## Assignment
Each line below from the one containing "rx.on_frame_received(&frame(5, 2));" through the one containing "pub const fn with_priority(self, priority: u8)" is to be given again exactly, and no line outside that span.

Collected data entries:
━━━━

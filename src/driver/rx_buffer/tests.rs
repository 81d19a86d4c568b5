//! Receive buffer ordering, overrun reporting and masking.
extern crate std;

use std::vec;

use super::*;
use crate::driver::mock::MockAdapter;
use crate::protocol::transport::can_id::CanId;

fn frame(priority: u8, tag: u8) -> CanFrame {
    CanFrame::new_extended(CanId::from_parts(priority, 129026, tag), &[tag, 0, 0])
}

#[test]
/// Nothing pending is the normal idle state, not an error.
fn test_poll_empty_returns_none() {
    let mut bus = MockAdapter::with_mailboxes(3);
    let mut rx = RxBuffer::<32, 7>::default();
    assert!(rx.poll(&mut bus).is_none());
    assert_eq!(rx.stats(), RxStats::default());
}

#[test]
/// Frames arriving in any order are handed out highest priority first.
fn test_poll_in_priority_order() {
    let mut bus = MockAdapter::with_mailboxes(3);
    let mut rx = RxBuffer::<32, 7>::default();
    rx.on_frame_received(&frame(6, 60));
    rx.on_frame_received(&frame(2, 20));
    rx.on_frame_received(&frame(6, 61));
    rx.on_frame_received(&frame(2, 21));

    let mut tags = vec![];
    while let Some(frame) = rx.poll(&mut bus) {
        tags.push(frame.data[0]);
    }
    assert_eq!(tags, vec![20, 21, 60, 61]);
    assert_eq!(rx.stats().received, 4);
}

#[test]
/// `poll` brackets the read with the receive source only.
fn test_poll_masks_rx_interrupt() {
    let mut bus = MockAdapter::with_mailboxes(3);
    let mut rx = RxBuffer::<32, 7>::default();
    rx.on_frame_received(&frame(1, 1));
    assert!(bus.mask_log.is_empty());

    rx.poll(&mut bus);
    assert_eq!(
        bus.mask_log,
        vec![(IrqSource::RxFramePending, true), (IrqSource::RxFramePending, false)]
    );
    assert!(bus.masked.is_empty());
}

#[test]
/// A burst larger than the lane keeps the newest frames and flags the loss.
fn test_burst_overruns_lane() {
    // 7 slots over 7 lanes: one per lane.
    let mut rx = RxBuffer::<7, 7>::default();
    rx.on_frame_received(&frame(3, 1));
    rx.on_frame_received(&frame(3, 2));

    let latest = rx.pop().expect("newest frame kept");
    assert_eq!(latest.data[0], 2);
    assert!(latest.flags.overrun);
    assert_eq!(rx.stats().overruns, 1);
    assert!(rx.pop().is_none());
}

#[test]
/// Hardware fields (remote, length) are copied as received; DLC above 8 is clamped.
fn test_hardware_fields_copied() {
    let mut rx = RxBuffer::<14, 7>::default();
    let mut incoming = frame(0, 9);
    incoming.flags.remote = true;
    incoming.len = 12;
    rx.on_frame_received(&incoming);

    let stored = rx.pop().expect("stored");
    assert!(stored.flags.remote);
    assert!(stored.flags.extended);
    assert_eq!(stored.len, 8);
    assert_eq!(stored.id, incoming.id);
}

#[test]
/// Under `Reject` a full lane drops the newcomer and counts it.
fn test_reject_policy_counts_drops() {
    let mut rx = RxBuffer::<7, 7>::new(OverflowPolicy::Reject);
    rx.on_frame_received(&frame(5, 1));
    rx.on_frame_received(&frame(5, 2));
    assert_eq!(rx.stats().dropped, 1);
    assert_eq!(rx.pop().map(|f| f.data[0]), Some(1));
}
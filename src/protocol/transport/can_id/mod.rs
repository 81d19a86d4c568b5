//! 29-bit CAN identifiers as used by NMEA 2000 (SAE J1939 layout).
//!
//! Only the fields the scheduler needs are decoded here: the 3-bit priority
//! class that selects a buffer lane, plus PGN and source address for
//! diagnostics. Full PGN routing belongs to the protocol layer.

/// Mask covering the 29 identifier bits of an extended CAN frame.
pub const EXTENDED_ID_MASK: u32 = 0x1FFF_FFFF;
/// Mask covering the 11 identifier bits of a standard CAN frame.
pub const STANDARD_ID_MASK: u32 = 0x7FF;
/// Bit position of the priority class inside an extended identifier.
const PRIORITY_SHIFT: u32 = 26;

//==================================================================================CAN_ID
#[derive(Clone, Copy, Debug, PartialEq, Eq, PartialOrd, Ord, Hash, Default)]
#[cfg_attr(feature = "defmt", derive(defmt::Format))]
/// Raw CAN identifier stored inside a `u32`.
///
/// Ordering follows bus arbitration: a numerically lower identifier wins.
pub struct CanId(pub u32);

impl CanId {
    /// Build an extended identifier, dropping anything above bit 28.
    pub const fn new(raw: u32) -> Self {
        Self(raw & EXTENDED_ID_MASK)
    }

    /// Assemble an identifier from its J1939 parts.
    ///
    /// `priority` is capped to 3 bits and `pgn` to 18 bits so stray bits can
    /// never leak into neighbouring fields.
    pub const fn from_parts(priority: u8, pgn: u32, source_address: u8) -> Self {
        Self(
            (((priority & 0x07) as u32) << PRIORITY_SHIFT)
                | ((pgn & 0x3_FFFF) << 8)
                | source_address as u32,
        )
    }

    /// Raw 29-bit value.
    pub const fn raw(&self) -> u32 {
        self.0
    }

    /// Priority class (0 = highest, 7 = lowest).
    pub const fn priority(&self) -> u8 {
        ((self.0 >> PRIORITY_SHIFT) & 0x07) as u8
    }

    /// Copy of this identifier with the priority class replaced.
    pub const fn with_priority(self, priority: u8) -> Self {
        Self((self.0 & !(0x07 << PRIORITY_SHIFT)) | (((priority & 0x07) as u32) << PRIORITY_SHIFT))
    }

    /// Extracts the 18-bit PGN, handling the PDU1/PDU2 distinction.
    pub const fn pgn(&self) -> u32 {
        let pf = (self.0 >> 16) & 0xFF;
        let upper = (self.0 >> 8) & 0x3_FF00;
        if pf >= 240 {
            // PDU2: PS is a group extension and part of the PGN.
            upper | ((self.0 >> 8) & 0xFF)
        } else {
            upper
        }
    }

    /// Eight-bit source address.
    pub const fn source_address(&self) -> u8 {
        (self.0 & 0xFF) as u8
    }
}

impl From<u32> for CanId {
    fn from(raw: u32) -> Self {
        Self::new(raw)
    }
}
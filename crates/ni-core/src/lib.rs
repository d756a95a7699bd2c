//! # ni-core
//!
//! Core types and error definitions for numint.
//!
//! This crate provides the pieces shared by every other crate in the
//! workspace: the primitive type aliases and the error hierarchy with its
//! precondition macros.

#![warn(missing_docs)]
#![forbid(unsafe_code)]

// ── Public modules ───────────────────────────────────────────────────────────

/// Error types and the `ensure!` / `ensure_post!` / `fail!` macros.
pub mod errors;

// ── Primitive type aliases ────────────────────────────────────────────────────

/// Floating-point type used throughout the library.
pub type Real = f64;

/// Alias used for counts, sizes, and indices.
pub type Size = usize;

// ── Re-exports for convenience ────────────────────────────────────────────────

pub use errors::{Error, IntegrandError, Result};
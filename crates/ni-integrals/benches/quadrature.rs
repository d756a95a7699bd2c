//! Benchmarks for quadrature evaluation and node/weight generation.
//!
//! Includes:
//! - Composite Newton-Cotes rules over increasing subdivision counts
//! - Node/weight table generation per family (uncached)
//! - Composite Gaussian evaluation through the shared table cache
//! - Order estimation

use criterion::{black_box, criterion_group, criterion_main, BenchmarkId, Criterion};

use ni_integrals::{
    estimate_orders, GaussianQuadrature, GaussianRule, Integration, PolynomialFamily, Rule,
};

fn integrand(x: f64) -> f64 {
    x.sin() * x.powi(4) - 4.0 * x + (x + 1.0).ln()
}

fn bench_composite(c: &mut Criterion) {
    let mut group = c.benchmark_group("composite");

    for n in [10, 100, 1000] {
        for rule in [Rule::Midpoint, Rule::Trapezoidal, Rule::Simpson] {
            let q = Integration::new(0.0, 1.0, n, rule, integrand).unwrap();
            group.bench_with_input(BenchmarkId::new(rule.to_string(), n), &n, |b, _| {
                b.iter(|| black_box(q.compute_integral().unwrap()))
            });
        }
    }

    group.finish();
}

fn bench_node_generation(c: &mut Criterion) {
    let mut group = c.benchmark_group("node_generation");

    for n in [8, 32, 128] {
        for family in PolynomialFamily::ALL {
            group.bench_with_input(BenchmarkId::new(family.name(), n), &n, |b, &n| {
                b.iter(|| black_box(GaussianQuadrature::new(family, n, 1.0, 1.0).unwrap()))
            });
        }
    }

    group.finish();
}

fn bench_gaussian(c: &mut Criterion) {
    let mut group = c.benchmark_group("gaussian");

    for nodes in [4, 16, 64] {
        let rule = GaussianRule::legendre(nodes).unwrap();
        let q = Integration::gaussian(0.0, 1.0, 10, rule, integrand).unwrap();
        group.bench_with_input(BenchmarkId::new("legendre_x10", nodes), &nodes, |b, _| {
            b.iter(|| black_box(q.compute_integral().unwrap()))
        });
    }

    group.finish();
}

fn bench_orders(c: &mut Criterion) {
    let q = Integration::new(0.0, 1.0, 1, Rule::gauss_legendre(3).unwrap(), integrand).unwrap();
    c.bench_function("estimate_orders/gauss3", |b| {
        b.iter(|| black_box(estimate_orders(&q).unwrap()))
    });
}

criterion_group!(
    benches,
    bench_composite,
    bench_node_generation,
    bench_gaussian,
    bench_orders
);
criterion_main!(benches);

━━━━

## Answer box
    rx.on_frame_received(&frame(5, 2));
    assert_eq!(rx.stats().dropped, 1);
    assert_eq!(rx.pop().map(|f| f.data[0]), Some(1));
}
filename src/protocol/transport/can_id/mod.rs
repository 81d19a86d4c568b5
//! 29-bit CAN identifiers as used by NMEA 2000 (SAE J1939 layout).
//!
//! Only the fields the scheduler needs are decoded here: the 3-bit priority
//! class that selects a buffer lane, plus PGN and source address for
//! diagnostics. Full PGN routing belongs to the protocol layer.

/// Mask covering the 29 identifier bits of an extended CAN frame.
pub const EXTENDED_ID_MASK: u32 = 0x1FFF_FFFF;
/// Mask covering the 11 identifier bits of a standard CAN frame.
pub const STANDARD_ID_MASK: u32 = 0x7FF;
/// Bit position of the priority class inside an extended identifier.
const PRIORITY_SHIFT: u32 = 26;

//==================================================================================CAN_ID
#[derive(Clone, Copy, Debug, PartialEq, Eq, PartialOrd, Ord, Hash, Default)]
#[cfg_attr(feature = "defmt", derive(defmt::Format))]
/// Raw CAN identifier stored inside a `u32`.
///
/// Ordering follows bus arbitration: a numerically lower identifier wins.
pub struct CanId(pub u32);

impl CanId {
    /// Build an extended identifier, dropping anything above bit 28.
    pub const fn new(raw: u32) -> Self {
        Self(raw & EXTENDED_ID_MASK)
    }

    /// Assemble an identifier from its J1939 parts.
    ///
    /// `priority` is capped to 3 bits and `pgn` to 18 bits so stray bits can
    /// never leak into neighbouring fields.
    pub const fn from_parts(priority: u8, pgn: u32, source_address: u8) -> Self {
        Self(
            (((priority & 0x07) as u32) << PRIORITY_SHIFT)
                | ((pgn & 0x3_FFFF) << 8)
                | source_address as u32,
        )
    }

    /// Raw 29-bit value.
    pub const fn raw(&self) -> u32 {
        self.0
    }

    /// Priority class (0 = highest, 7 = lowest).
    pub const fn priority(&self) -> u8 {
        ((self.0 >> PRIORITY_SHIFT) & 0x07) as u8
    }

    /// Copy of this identifier with the priority class replaced.
    pub const fn with_priority(self, priority: u8) -> Self {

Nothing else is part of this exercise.